§ Task goal
The full set of records is to be reproduced verbatim.

[Collected data entries]
=== Begin Enclosure ===

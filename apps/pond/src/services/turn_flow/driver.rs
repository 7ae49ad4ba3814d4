//! Autonomous turn driver.
//!
//! Owns the decision cycle of a non-human active participant. A single loop
//! task watches the shared turn state and calls [`DriverCore::reconcile`] on
//! every change; reconcile is the only place an episode phase is entered
//! from outside, and it is safe to call any number of times.
//!
//! Each episode runs as scheduled steps:
//!
//! 1. think, ask the engine whether to continue, publish `hop` or `stop`
//! 2. act: roll (continue) or bank with `end_run(false)` (stop)
//! 3. once dice land, think and ask which pairing to take, publish
//!    `choose(target)`; with no pairing publish `croaked` straight away
//! 4. act: submit the pairing, or `end_run(true)` after a croak
//!
//! Every step carries an [`Episode`] ticket. Ceding control (human turn,
//! walkthrough, shutdown) bumps the generation and cancels the ticket's
//! token, so a sleeping step wakes up cancelled and a step that was mid-call
//! finds its generation stale before it can issue another mutating call.

use std::sync::Arc;
use std::time::Duration;

use parking_lot::Mutex;
use tokio::sync::watch;
use tokio_util::sync::CancellationToken;
use tracing::{debug, info, warn};

use crate::config::PacingConfig;
use crate::domain::{ColumnChoice, DecisionIntent, RollOutcome, Seat};
use crate::error::{AppError, EngineOp};
use crate::errors::ErrorCode;
use crate::utils::tasks::spawn_named_task;

use super::controller::TurnController;
use super::episode::{DriverPhase, Episode};
use super::presentation::TurnView;
use super::state::{MutationGuard, SharedTurn, TurnState};

#[derive(Debug, Default)]
struct DriverState {
    phase: DriverPhase,
    /// Set for the whole of an episode, cleared only when it completes,
    /// fails or is ceded.
    busy: bool,
    generation: u64,
    episode: Option<CancellationToken>,
    seat: Option<Seat>,
    /// Revision at which the last episode failed. No new episode starts
    /// until the shared revision moves past it.
    stalled_at: Option<u64>,
}

struct DriverCore {
    controller: TurnController,
    shared: SharedTurn,
    pacing: PacingConfig,
    state: Mutex<DriverState>,
    intent: watch::Sender<DecisionIntent>,
    root: CancellationToken,
}

/// Handle to the running driver. Dropping it tears the driver down.
pub struct AutonomousTurnDriver {
    core: Arc<DriverCore>,
}

impl AutonomousTurnDriver {
    /// Start the driver loop over the controller's shared turn state.
    pub fn spawn(controller: TurnController, pacing: PacingConfig) -> Self {
        let shared = controller.shared().clone();
        let (intent, _) = watch::channel(DecisionIntent::None);
        let core = Arc::new(DriverCore {
            controller,
            shared,
            pacing,
            state: Mutex::new(DriverState::default()),
            intent,
            root: CancellationToken::new(),
        });

        let mut changes = core.shared.subscribe();
        let loop_core = Arc::clone(&core);
        spawn_named_task("turn-driver", async move {
            loop_core.reconcile();
            loop {
                tokio::select! {
                    biased;
                    _ = loop_core.root.cancelled() => break,
                    changed = changes.changed() => {
                        if changed.is_err() {
                            break;
                        }
                        loop_core.reconcile();
                    }
                }
            }
            debug!("turn driver loop exited");
        });

        Self { core }
    }

    pub fn intent(&self) -> DecisionIntent {
        *self.core.intent.borrow()
    }

    /// Follow intent changes, e.g. to move a highlight.
    pub fn watch_intent(&self) -> watch::Receiver<DecisionIntent> {
        self.core.intent.subscribe()
    }

    pub fn phase(&self) -> DriverPhase {
        self.core.state.lock().phase
    }

    pub fn is_busy(&self) -> bool {
        self.core.state.lock().busy
    }

    pub fn view(&self) -> TurnView {
        TurnView::derive(&self.core.shared.current(), self.intent())
    }

    /// Drop any pending steps right now instead of on the loop's next tick.
    pub fn cede(&self, reason: &'static str) {
        self.core.cede(reason);
    }

    /// Stop the loop and cancel every pending step. Idempotent.
    pub fn shutdown(&self) {
        if !self.core.root.is_cancelled() {
            self.core.root.cancel();
            self.core.cede("session torn down");
        }
    }
}

impl Drop for AutonomousTurnDriver {
    fn drop(&mut self) {
        self.shutdown();
    }
}
#![deny(clippy::wildcard_imports)]
#![cfg_attr(test, allow(clippy::wildcard_imports))]

pub mod config;
pub mod domain;
pub mod engine;
pub mod error;
pub mod errors;
pub mod services;
pub mod telemetry;
pub mod utils;

#[cfg(test)]
pub mod test_bootstrap;

// Re-exports for public API
pub use config::{NotificationConfig, PacingConfig};
pub use domain::{
    ColumnChoice, ColumnId, DecisionIntent, GameSettings, GameSnapshot, Participant, PlayerMode,
    RollOutcome, StatsSummary,
};
pub use engine::GameEngine;
pub use error::{AppError, EngineError, EngineOp};
pub use errors::ErrorCode;
pub use services::notifications::{Notice, NoticeLevel, Notifier, TracingNotifier};
pub use services::session::GameSession;
pub use services::turn_flow::{AutonomousTurnDriver, DriverPhase, TurnController, TurnView};

// Auto-initialize logging for unit tests
#[cfg(test)]
#[ctor::ctor]
fn init_test_logging() {
    test_bootstrap::logging::init();
}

=== End Enclosure ===

§ Response below
filename apps/pond/src/services/turn_flow/driver.rs
repository 7ae49ad4ba3814d4
//! Autonomous turn driver.
//!
//! Owns the decision cycle of a non-human active participant. A single loop
//! task watches the shared turn state and calls [`DriverCore::reconcile`] on
//! every change; reconcile is the only place an episode phase is entered
//! from outside, and it is safe to call any number of times.
//!
//! Each episode runs as scheduled steps:
//!
//! 1. think, ask the engine whether to continue, publish `hop` or `stop`
//! 2. act: roll (continue) or bank with `end_run(false)` (stop)
//! 3. once dice land, think and ask which pairing to take, publish
//!    `choose(target)`; with no pairing publish `croaked` straight away
//! 4. act: submit the pairing, or `end_run(true)` after a croak
//!
//! Every step carries an [`Episode`] ticket. Ceding control (human turn,
//! walkthrough, shutdown) bumps the generation and cancels the ticket's
//! token, so a sleeping step wakes up cancelled and a step that was mid-call
//! finds its generation stale before it can issue another mutating call.

use std::sync::Arc;
use std::time::Duration;

use parking_lot::Mutex;
use tokio::sync::watch;
use tokio_util::sync::CancellationToken;
use tracing::{debug, info, warn};

use crate::config::PacingConfig;
use crate::domain::{ColumnChoice, DecisionIntent, RollOutcome, Seat};
use crate::error::{AppError, EngineOp};
use crate::errors::ErrorCode;
use crate::utils::tasks::spawn_named_task;

use super::controller::TurnController;
use super::episode::{DriverPhase, Episode};
use super::presentation::TurnView;
use super::state::{MutationGuard, SharedTurn, TurnState};

#[derive(Debug, Default)]
struct DriverState {
    phase: DriverPhase,
    /// Set for the whole of an episode, cleared only when it completes,
    /// fails or is ceded.
    busy: bool,
    generation: u64,
    episode: Option<CancellationToken>,
    seat: Option<Seat>,
    /// Revision at which the last episode failed. No new episode starts
    /// until the shared revision moves past it.
    stalled_at: Option<u64>,
}

struct DriverCore {
    controller: TurnController,
    shared: SharedTurn,
    pacing: PacingConfig,
    state: Mutex<DriverState>,
    intent: watch::Sender<DecisionIntent>,
    root: CancellationToken,
}

/// Handle to the running driver. Dropping it tears the driver down.
pub struct AutonomousTurnDriver {
    core: Arc<DriverCore>,
}

impl AutonomousTurnDriver {
    /// Start the driver loop over the controller's shared turn state.
    pub fn spawn(controller: TurnController, pacing: PacingConfig) -> Self {
        let shared = controller.shared().clone();
        let (intent, _) = watch::channel(DecisionIntent::None);
        let core = Arc::new(DriverCore {
            controller,
            shared,
            pacing,
            state: Mutex::new(DriverState::default()),
            intent,
            root: CancellationToken::new(),
        });

        let mut changes = core.shared.subscribe();
        let loop_core = Arc::clone(&core);
        spawn_named_task("turn-driver", async move {
            loop_core.reconcile();
            loop {
                tokio::select! {
                    biased;
                    _ = loop_core.root.cancelled() => break,
                    changed = changes.changed() => {
                        if changed.is_err() {
                            break;
                        }
                        loop_core.reconcile();
                    }
                }
            }
            debug!("turn driver loop exited");
        });

        Self { core }
    }

    pub fn intent(&self) -> DecisionIntent {
        *self.core.intent.borrow()
    }

    /// Follow intent changes, e.g. to move a highlight.
    pub fn watch_intent(&self) -> watch::Receiver<DecisionIntent> {
        self.core.intent.subscribe()
    }

    pub fn phase(&self) -> DriverPhase {
        self.core.state.lock().phase
    }

    pub fn is_busy(&self) -> bool {
        self.core.state.lock().busy
    }

    pub fn view(&self) -> TurnView {
        TurnView::derive(&self.core.shared.current(), self.intent())
    }

    /// Drop any pending steps right now instead of on the loop's next tick.
    pub fn cede(&self, reason: &'static str) {
        self.core.cede(reason);
    }

    /// Stop the loop and cancel every pending step. Idempotent.
    pub fn shutdown(&self) {
        if !self.core.root.is_cancelled() {
            self.core.root.cancel();
            self.core.cede("session torn down");
        }
    }
}

impl Drop for AutonomousTurnDriver {
    fn drop(&mut self) {
        self.shutdown();
    }
}
#![deny(clippy::wildcard_imports)]
#![cfg_attr(test, allow(clippy::wildcard_imports))]

pub mod config;
pub mod domain;
pub mod engine;
pub mod error;
pub mod errors;
pub mod services;
pub mod telemetry;
pub mod utils;

#[cfg(test)]
pub mod test_bootstrap;

// Re-exports for public API
pub use config::{NotificationConfig, PacingConfig};
pub use domain::{
    ColumnChoice, ColumnId, DecisionIntent, GameSettings, GameSnapshot, Participant, PlayerMode,
    RollOutcome, StatsSummary,
};
pub use engine::GameEngine;
pub use error::{AppError, EngineError, EngineOp};
pub use errors::ErrorCode;
pub use services::notifications::{Notice, NoticeLevel, Notifier, TracingNotifier};
pub use services::session::GameSession;
pub use services::turn_flow::{AutonomousTurnDriver, DriverPhase, TurnController, TurnView};

// Auto-initialize logging for unit tests
#[cfg(test)]
#[ctor::ctor]
fn init_test_logging() {
    test_bootstrap::logging::init();
}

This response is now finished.